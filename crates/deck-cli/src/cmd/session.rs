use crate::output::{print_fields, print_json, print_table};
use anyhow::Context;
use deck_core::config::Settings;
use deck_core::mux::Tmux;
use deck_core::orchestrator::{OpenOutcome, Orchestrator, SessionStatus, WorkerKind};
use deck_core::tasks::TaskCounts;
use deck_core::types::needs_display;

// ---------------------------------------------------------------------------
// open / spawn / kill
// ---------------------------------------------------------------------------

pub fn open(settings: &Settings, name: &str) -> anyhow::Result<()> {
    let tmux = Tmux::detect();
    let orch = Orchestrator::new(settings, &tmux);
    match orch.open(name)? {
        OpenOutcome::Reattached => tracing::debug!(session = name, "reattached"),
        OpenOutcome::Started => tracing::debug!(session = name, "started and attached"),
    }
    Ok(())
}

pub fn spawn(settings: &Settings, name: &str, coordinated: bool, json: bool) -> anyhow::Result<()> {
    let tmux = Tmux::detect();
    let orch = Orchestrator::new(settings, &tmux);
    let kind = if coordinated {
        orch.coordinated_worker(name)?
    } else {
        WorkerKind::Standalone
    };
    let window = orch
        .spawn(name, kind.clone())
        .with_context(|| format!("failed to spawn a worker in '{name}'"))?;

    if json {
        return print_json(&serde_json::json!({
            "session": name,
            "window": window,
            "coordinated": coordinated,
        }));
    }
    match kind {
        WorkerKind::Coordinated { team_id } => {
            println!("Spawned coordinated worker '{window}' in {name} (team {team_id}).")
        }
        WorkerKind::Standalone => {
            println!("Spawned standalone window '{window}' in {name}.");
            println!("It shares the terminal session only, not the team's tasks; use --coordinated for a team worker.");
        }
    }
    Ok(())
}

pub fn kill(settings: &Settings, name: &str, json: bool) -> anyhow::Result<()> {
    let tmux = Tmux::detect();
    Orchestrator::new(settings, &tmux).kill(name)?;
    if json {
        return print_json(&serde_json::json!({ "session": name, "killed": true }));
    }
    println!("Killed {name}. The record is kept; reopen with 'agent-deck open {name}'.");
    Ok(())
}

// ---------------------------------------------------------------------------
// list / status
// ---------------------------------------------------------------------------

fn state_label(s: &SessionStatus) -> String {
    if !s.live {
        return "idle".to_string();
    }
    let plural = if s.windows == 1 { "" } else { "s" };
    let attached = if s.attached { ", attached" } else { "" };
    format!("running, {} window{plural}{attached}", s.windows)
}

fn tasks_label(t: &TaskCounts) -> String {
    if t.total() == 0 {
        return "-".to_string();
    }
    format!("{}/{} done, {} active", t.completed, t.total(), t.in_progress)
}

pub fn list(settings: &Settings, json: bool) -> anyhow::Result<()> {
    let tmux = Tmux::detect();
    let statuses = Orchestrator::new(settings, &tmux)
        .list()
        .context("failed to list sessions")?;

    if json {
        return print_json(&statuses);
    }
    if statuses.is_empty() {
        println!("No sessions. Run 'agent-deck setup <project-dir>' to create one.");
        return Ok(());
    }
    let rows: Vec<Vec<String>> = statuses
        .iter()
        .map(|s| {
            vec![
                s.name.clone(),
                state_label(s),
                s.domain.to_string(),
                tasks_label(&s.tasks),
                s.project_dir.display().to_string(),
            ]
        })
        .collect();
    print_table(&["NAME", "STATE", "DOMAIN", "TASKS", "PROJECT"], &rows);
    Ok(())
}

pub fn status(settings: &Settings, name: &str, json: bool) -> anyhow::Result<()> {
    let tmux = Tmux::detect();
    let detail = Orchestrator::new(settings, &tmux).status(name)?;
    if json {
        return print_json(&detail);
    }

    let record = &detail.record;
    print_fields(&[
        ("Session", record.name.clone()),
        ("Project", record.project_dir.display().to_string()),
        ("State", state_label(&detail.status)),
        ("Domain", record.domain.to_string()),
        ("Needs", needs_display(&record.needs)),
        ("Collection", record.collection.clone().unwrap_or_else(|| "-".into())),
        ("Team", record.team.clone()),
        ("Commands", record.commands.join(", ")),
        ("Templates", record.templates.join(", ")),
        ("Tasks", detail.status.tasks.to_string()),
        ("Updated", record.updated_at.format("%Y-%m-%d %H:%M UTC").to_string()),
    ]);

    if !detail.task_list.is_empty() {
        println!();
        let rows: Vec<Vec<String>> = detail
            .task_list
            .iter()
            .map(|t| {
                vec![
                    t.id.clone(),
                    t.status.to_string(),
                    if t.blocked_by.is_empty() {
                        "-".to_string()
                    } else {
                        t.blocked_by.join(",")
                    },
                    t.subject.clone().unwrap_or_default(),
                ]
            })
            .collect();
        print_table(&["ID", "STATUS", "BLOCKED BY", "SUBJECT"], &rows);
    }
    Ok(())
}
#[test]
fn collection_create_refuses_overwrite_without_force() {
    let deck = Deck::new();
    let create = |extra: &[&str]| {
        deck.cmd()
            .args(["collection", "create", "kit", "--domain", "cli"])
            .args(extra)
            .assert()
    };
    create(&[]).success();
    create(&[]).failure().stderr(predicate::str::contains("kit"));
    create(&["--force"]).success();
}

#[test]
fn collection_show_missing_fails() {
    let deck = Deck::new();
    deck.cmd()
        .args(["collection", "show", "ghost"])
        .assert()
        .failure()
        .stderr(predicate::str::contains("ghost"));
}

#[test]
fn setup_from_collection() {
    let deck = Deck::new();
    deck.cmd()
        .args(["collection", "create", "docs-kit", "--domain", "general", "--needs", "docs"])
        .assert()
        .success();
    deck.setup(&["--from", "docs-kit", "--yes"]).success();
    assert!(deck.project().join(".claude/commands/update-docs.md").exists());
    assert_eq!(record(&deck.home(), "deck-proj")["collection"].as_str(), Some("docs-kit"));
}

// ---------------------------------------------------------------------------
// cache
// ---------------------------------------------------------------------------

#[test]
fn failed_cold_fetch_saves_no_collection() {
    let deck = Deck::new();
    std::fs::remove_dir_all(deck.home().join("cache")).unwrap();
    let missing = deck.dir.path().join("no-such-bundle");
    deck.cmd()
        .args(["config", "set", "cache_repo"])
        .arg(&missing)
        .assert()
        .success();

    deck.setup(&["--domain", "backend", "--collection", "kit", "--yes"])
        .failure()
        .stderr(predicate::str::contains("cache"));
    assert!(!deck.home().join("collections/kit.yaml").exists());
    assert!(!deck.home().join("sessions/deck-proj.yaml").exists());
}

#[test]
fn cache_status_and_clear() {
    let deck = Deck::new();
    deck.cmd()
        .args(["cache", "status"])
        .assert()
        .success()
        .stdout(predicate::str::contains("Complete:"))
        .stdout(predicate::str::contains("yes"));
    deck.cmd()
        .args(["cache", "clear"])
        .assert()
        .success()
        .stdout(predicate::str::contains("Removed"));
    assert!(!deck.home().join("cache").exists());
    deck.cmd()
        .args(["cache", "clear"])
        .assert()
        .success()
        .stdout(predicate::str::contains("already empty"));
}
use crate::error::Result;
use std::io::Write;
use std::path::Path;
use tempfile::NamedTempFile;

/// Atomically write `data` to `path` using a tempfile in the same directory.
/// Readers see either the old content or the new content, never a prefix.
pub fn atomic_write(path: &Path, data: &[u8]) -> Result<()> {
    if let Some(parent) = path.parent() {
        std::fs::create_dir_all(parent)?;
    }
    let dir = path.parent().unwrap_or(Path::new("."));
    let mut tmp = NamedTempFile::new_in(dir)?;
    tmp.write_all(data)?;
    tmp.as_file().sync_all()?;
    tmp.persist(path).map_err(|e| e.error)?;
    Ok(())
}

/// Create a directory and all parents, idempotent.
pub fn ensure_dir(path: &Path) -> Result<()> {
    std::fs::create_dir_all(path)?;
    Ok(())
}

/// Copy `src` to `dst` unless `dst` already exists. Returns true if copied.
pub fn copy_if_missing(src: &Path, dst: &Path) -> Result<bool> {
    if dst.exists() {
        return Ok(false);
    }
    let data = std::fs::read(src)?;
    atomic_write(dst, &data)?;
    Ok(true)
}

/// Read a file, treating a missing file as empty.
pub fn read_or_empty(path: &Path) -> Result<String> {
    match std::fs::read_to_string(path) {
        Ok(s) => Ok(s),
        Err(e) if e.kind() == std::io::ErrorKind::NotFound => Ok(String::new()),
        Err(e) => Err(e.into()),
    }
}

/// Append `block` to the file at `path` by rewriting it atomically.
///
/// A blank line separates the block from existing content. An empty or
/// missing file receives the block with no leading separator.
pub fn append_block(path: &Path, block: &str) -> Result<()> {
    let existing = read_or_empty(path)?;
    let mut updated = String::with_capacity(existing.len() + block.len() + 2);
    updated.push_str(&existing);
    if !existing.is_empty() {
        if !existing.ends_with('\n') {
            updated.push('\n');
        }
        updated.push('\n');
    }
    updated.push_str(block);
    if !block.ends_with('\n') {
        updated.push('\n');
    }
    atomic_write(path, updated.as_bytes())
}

==

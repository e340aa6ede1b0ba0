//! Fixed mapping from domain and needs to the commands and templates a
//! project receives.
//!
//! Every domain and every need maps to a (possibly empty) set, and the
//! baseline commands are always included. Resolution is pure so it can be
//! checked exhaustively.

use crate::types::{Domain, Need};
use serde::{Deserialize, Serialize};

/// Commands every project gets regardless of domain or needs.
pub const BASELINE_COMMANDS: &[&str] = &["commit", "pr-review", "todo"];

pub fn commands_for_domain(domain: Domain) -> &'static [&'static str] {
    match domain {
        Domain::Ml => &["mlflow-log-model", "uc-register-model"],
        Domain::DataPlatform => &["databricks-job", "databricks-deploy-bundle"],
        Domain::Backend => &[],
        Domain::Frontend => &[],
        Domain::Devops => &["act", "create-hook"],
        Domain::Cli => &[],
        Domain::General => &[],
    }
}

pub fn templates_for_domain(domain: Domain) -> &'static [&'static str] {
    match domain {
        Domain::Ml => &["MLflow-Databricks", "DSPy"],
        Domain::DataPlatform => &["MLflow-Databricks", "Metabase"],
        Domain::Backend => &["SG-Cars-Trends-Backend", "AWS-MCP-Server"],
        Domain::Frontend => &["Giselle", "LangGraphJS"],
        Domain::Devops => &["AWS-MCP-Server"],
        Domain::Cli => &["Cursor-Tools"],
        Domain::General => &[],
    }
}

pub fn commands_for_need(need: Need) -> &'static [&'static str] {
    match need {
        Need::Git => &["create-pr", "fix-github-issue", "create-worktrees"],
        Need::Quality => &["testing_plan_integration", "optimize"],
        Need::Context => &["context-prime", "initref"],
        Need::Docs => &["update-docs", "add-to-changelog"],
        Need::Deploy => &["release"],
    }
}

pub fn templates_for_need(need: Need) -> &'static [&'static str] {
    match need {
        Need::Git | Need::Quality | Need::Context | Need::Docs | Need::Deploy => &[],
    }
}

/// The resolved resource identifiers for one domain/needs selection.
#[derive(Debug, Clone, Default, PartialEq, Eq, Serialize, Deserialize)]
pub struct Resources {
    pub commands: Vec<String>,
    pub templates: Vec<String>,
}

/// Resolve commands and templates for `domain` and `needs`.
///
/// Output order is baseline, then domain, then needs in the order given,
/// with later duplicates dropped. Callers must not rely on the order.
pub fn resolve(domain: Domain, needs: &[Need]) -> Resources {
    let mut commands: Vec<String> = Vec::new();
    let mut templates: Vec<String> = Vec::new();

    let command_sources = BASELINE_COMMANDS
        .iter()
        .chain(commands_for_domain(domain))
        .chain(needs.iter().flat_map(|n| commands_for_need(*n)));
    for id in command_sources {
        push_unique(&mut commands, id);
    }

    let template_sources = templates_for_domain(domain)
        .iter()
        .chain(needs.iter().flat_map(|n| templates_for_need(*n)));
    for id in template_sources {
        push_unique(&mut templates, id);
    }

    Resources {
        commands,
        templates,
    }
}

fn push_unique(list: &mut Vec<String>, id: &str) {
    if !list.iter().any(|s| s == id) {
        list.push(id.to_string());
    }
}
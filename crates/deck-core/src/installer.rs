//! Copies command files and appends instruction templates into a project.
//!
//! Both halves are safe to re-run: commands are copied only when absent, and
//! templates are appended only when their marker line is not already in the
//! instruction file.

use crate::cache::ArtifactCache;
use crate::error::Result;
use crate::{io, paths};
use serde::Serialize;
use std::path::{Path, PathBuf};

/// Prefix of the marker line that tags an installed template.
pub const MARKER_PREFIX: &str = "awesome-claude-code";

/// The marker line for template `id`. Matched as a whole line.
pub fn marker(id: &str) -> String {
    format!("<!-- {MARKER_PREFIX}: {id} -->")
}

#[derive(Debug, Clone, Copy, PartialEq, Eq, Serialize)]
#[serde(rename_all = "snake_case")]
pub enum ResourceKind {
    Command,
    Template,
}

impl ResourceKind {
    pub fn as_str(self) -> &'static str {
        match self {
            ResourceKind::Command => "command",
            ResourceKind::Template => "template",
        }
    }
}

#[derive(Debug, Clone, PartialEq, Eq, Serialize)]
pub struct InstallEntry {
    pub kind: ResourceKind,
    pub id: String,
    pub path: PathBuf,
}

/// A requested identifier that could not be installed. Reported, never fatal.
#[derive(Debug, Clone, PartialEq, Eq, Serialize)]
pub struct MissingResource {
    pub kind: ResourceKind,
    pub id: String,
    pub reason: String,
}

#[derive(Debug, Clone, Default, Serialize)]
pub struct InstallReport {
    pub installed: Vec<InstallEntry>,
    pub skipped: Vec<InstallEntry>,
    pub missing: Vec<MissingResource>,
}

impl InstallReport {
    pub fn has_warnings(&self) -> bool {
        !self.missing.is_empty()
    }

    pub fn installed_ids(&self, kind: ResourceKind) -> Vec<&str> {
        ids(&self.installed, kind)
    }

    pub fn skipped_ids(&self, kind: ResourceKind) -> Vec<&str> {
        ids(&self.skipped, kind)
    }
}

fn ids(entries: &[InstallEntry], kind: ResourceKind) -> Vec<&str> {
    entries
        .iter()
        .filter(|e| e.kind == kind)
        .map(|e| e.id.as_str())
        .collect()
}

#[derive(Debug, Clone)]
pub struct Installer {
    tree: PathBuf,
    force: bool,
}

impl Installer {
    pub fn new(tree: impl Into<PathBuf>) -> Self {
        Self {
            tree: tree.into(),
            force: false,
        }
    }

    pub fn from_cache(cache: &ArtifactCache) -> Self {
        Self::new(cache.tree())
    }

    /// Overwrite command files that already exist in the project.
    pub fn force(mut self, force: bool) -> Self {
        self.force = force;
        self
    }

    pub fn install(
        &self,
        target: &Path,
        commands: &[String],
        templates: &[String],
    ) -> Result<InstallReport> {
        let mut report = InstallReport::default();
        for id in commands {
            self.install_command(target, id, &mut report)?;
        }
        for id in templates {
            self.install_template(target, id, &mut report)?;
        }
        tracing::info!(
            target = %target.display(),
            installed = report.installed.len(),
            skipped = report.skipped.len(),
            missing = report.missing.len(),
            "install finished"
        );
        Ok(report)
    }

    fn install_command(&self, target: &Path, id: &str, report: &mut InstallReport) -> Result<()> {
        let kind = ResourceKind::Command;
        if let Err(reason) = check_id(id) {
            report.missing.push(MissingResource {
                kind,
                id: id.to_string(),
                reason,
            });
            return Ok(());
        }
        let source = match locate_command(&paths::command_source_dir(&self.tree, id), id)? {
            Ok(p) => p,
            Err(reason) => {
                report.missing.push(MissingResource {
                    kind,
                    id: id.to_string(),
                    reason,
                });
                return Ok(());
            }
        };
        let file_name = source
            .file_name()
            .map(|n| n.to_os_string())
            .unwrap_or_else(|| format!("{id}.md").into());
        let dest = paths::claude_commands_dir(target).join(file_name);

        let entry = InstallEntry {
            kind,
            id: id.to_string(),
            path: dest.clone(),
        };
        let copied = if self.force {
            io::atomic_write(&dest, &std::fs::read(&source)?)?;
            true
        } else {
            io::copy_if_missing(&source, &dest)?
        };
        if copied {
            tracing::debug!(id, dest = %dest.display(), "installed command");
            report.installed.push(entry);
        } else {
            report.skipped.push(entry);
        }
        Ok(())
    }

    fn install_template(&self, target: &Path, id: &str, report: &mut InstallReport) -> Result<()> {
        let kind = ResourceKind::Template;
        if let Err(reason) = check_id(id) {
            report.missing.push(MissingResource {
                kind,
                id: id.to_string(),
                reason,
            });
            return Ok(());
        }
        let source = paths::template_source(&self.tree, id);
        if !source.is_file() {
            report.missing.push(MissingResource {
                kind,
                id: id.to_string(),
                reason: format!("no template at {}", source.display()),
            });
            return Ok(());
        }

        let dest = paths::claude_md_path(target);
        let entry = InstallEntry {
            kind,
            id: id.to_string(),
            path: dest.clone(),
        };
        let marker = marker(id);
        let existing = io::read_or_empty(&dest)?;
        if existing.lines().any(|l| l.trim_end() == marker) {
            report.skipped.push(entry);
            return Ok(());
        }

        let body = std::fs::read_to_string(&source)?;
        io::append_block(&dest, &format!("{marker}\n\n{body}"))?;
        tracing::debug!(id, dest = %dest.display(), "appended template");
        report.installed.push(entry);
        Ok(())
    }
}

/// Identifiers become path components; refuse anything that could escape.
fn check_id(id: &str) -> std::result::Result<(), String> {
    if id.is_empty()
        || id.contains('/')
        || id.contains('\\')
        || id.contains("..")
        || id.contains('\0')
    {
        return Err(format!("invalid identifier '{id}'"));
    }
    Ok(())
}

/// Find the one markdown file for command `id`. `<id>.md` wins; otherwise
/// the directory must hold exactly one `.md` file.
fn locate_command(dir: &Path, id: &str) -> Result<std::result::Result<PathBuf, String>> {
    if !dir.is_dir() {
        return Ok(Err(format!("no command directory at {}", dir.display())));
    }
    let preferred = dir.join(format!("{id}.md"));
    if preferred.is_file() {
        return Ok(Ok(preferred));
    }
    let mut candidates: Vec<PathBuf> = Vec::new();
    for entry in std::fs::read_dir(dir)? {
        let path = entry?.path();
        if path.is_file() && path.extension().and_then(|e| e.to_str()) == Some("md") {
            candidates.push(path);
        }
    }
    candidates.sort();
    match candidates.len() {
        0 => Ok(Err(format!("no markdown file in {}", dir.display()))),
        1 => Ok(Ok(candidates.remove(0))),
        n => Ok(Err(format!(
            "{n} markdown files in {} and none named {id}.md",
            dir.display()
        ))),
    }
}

--

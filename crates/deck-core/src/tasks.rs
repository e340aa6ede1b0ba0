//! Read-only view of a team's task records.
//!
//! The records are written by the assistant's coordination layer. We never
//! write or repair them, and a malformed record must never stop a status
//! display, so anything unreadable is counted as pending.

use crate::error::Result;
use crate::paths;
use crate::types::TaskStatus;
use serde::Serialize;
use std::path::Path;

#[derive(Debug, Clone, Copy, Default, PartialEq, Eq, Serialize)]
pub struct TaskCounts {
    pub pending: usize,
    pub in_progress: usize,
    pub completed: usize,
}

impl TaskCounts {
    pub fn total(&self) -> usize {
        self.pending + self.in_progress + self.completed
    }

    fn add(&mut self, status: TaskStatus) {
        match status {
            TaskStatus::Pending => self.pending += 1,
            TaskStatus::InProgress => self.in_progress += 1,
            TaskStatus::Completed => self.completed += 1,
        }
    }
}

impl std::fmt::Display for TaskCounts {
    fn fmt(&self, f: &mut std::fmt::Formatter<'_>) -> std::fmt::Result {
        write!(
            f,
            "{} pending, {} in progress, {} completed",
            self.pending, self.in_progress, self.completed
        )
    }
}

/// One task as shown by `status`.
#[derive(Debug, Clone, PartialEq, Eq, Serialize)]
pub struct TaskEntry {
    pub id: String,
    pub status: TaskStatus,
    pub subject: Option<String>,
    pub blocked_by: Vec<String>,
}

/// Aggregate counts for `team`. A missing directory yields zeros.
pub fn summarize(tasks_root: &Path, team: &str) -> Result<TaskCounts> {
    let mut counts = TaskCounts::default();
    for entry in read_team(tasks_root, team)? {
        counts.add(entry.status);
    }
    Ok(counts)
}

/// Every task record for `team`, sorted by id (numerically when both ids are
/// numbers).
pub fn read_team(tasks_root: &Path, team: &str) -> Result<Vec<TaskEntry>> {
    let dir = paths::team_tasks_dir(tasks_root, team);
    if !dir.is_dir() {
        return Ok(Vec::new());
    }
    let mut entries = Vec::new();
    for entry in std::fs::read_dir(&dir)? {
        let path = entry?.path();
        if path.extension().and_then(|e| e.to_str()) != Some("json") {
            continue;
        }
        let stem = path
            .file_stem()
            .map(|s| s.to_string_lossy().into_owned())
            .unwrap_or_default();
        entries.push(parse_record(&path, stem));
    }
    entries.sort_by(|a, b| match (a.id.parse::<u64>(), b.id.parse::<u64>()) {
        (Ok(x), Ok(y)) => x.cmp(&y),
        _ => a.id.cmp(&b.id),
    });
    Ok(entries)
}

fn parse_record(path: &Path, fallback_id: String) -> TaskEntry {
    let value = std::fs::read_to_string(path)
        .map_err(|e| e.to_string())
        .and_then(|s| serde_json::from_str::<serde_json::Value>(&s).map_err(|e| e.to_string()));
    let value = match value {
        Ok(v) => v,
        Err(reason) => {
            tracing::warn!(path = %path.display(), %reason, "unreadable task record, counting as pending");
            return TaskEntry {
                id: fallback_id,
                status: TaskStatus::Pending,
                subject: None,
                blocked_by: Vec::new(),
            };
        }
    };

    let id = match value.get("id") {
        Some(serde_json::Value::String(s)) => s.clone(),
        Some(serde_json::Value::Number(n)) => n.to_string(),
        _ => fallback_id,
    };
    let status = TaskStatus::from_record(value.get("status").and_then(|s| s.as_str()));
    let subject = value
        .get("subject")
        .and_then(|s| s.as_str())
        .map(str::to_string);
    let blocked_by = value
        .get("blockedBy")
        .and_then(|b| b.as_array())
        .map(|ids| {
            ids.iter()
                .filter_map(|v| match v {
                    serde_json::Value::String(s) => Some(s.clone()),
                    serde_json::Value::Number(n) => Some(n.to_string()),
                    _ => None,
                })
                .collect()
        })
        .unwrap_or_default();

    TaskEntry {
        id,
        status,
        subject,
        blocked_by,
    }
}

WHAT TO PRODUCE => Please return all lines in the material above that include the word "instruction".

TASK OUTPUT =>
//! Copies command files and appends instruction templates into a project.
//! instruction file.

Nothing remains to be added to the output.